Et les archives ne mentent jamais… (Hum!) tout comme les grands-parents!
Ah mais les grands parents ne mentent jamais! C’est juste leur mémoire qui flanche parfois… Merci pour l’info, en tous cas!
N’empêche, pour revenir à ton article, j’aimerais bien, moi, que la langue de mon grand-père se délie un jour. Il a fui la Hongrie à 18 ans, traversé le rideau de fer en rampant sous les barbelés dans les champs avec un ami à lui, pour arriver à Vienne je ne sais comment, s’embarquer dans un avion américain et atterrir à Bruxelles. Tout ça, je le sais grâce à son gendre un peu fan-dingo de l’histoire de notre famille, et quelques bribes de mon père. Ironically, mon grand-père est sociologue et écrit des livres sur les valeurs européennes mais répond du bout des lèvres si on ose le questionner sur son adolescence. C’est extrêmement frustrant (à son âge, on n’a pas envie de l’ébranler non plus.)
Ton faiseur de boh bun prefere de Brooklyn joue au foot avec the strokes (incl F. Moretti). en qqs decennies ca peut devenir ta legende “je jouais au foot avec the strokes – contre phoenix – sur les terrains de chinatown apres voir mange un pho dans un viet de brooklyn” – histoire tordue mais marrante.
HA j’achète, ce scénario me convient parfaitement! Sauf que, si tu me le permets, je rétablirai la vérité: il s’agit de banh-mi, pas de bo-bun ;)
I stand corrected
séquence émotion et patience à écouter nos vieux. fins de repas avinés… écouter 50 fois la même anecdote dans l’attente de l’inédit et juste constater une variante délirante qui te fait opter pour l’hypothèse de la fictionnalisation ego-trip …suspicion réflexe d’historienne… démarche d’appropriation de la Grande Histoire ou juste mémoire qui revient? mais c’est vrai que tout de meme: porter De Gaulle à bout de bras cest du lourd: il n’aurait pas la folie des grandeurs ton papi??
chez moi, aucune anecdote glorieuse, on fait dans la veine comique (et dans le vol de bouffe de toutes sortes dans les champs et fermes) . mon grand-oncle était au STO pour faire de faux terrains d’aviation (!!) et la nuit mon grand pere ado et sa bande de freres revenaient planter les arbres déracinés pendant la journée… le travail n’en était que plus facile le lendemain…
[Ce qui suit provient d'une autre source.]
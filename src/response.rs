use axum::{
    Json,
    http::StatusCode,
    response::{IntoResponse, Response},
};
use serde::{Deserialize, Serialize};

use crate::error::AppError;

pub const INTERNAL_ERROR_MESSAGE: &str = "Something went wrong!";

/// The five todo operations, each with its own pair of envelope messages.
#[derive(Debug, Clone, Copy, PartialEq, Eq)]
pub enum Operation {
    List,
    Create,
    Read,
    Update,
    Delete,
}

impl Operation {
    pub fn success_message(self) -> &'static str {
        match self {
            Operation::List => "Data fetched successfully",
            Operation::Create => "Todo added successfully",
            Operation::Read => "Todo fetched successfully",
            Operation::Update => "Todo updated successfully",
            Operation::Delete => "Todo deleted successfully",
        }
    }

    pub fn failure_message(self) -> &'static str {
        match self {
            Operation::List => "Data fetch failed",
            Operation::Create => "Todo add failed",
            Operation::Read => "Todo fetch failed",
            Operation::Update => "Todo update failed",
            Operation::Delete => "Todo delete failed",
        }
    }

    pub fn as_str(self) -> &'static str {
        match self {
            Operation::List => "list",
            Operation::Create => "create",
            Operation::Read => "read",
            Operation::Update => "update",
            Operation::Delete => "delete",
        }
    }
}

/// Uniform `{ success, message, data, error? }` body of every API response.
///
/// Every [`AppError`] travels with HTTP 200; only a caught panic carries a
/// 500 (see [`Envelope::internal`]).
#[derive(Debug, Serialize, Deserialize)]
pub struct Envelope<T> {
    #[serde(skip)]
    pub status: StatusCode,
    pub success: bool,
    pub message: String,
    pub data: Option<T>,
    #[serde(default, skip_serializing_if = "Option::is_none")]
    pub error: Option<String>,
}

impl<T> Envelope<T> {
    pub fn success(message: impl Into<String>, data: T) -> Self {
        Self {
            status: StatusCode::OK,
            success: true,
            message: message.into(),
            data: Some(data),
            error: None,
        }
    }

    pub fn failure(message: impl Into<String>, error: impl Into<String>) -> Self {
        Self {
            status: StatusCode::OK,
            success: false,
            message: message.into(),
            data: None,
            error: Some(error.into()),
        }
    }

    pub fn with_status(mut self, status: StatusCode) -> Self {
        self.status = status;
        self
    }

    /// Body of the 500 returned when a handler panics.
    pub fn internal(error: impl Into<String>) -> Self {
        Self::failure(INTERNAL_ERROR_MESSAGE, error).with_status(StatusCode::INTERNAL_SERVER_ERROR)
    }

    /// Wraps the outcome of `op` in its envelope.
    pub fn respond(op: Operation, result: Result<T, AppError>) -> Self {
        match result {
            Ok(data) => Self::success(op.success_message(), data),
            Err(err) => {
                log_app_error(op, &err);
                Self::failure(op.failure_message(), err.message())
            }
        }
    }
}

impl<T: Serialize> IntoResponse for Envelope<T> {
    fn into_response(self) -> Response {
        (self.status, Json(self)).into_response()
    }
}

pub(crate) fn log_app_error(op: Operation, err: &AppError) {
    match err {
        AppError::Validation(message) | AppError::NotFound(message) => {
            tracing::warn!(operation = op.as_str(), error = %message, "todo request rejected");
        }
        AppError::Store(message) => {
            tracing::error!(operation = op.as_str(), error = %message, "todo store error");
        }
    }
}

#[cfg(test)]
mod tests {
    use serde_json::json;

    use super::*;

    #[test]
    fn failure_envelope_keeps_http_ok_and_null_data() {
        let envelope: Envelope<Vec<u8>> =
            Envelope::respond(Operation::List, Err(AppError::store("connection reset")));

        assert_eq!(envelope.status, StatusCode::OK);
        assert_eq!(
            serde_json::to_value(&envelope).expect("serializes"),
            json!({
                "success": false,
                "message": "Data fetch failed",
                "data": null,
                "error": "connection reset",
            })
        );
    }

    #[test]
    fn success_envelope_omits_error_field() {
        let envelope = Envelope::respond(Operation::Delete, Ok(()));

        assert_eq!(
            serde_json::to_value(&envelope).expect("serializes"),
            json!({
                "success": true,
                "message": "Todo deleted successfully",
                "data": null,
            })
        );
    }

    #[test]
    fn every_app_error_keeps_http_ok() {
        let errors = [
            (Operation::Create, AppError::validation("text is required"), "Todo add failed"),
            (Operation::Update, AppError::not_found("Todo not found"), "Todo update failed"),
            (Operation::Delete, AppError::store("disk full"), "Todo delete failed"),
        ];
        for (op, err, message) in errors {
            let expected_error = err.message().to_string();
            let envelope: Envelope<()> = Envelope::respond(op, Err(err));

            assert_eq!(envelope.status, StatusCode::OK, "{message}");
            assert_eq!(envelope.message, message);
            assert_eq!(envelope.error, Some(expected_error));
        }
    }

    #[test]
    fn panic_envelope_is_a_server_error() {
        let envelope = Envelope::<()>::internal("boom");

        assert_eq!(envelope.status, StatusCode::INTERNAL_SERVER_ERROR);
        assert_eq!(envelope.message, INTERNAL_ERROR_MESSAGE);
        assert_eq!(envelope.error.as_deref(), Some("boom"));
    }
}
Ecoute, une infime partie de moi espère que je suis sévère avec lui. Porter Gaulle pourrait fonctionner dans plusieurs mesures: il parle du Bourget, et mon papy était pilote (enfin élève pilote à l’époque), et y a tout ce truc de la cohue, pas de marchepied, tout ça. Et il a un gabarit à pouvoir le porter (enfin avait): grande bringue assez baraque. Mais… jamais entendu avant, et le reste est plus low-key (mais tellement plus badass de mon point de vue, eheh). Un peu dans la veine des arbres replantés, finalement!!
Mon grand-père a la maladie d’A. et je suis fille d’une Pied Noir, & ton billet m’a touchée tout simplement.